Information shown:
▬▬▬▬▬▬▬▬▬▬
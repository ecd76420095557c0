//! Session lifecycle across games.

pub mod controller;

pub use controller::{BankOutcome, BankRejection, SessionController};
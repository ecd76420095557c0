//! Game rules: turn rotation, banking, end-of-game and tie detection.
//!
//! - `engine`: the per-game state machine
//! - `tie`: standings helpers (top scorers, loser, dice roll-off)

pub mod engine;
pub mod tie;

pub use engine::{GameEngine, GameResult, TurnOutcome};
pub use tie::{find_loser_index, find_tied_players, highest_score, roll_off};
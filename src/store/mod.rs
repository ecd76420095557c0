//! Persisted win counters.
//!
//! Wins are kept in a single record mapping player name to win count. The
//! record is read when players are seated and overwritten wholesale whenever
//! a count changes. Stores are injected into the session controller so the
//! backing medium can be swapped: `MemoryWinStore` for embedding and tests,
//! `JsonFileWinStore` for a file on disk.
//!
//! Reading never fails. A missing, unreadable or corrupted record loads as
//! an empty table and every player starts at zero wins.

mod error;
mod file;
mod memory;
mod table;
mod traits;

pub use error::{Result, StoreError};
pub use file::JsonFileWinStore;
pub use memory::MemoryWinStore;
pub use table::WinTable;
pub use traits::WinStore;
▬▬▬▬▬▬▬▬▬▬
Task statement:
All the records above need to be transcribed exactly and in full.

Worked solution:
repository ecd76420095557c0
//! Session lifecycle across games.

pub mod controller;

pub use controller::{BankOutcome, BankRejection, SessionController};
repository ecd76420095557c0
//! Game rules: turn rotation, banking, end-of-game and tie detection.
//!
//! - `engine`: the per-game state machine
//! - `tie`: standings helpers (top scorers, loser, dice roll-off)

pub mod engine;
pub mod tie;

pub use engine::{GameEngine, GameResult, TurnOutcome};
pub use tie::{find_loser_index, find_tied_players, highest_score, roll_off};
filename src/store/mod.rs
repository ecd76420095557c0
//! Persisted win counters.
//!
//! Wins are kept in a single record mapping player name to win count. The
//! record is read when players are seated and overwritten wholesale whenever
//! a count changes. Stores are injected into the session controller so the
//! backing medium can be swapped: `MemoryWinStore` for embedding and tests,
//! `JsonFileWinStore` for a file on disk.
//!
//! Reading never fails. A missing, unreadable or corrupted record loads as
//! an empty table and every player starts at zero wins.

mod error;
mod file;
mod memory;
mod table;
mod traits;

pub use error::{Result, StoreError};
pub use file::JsonFileWinStore;
pub use memory::MemoryWinStore;
pub use table::WinTable;
pub use traits::WinStore;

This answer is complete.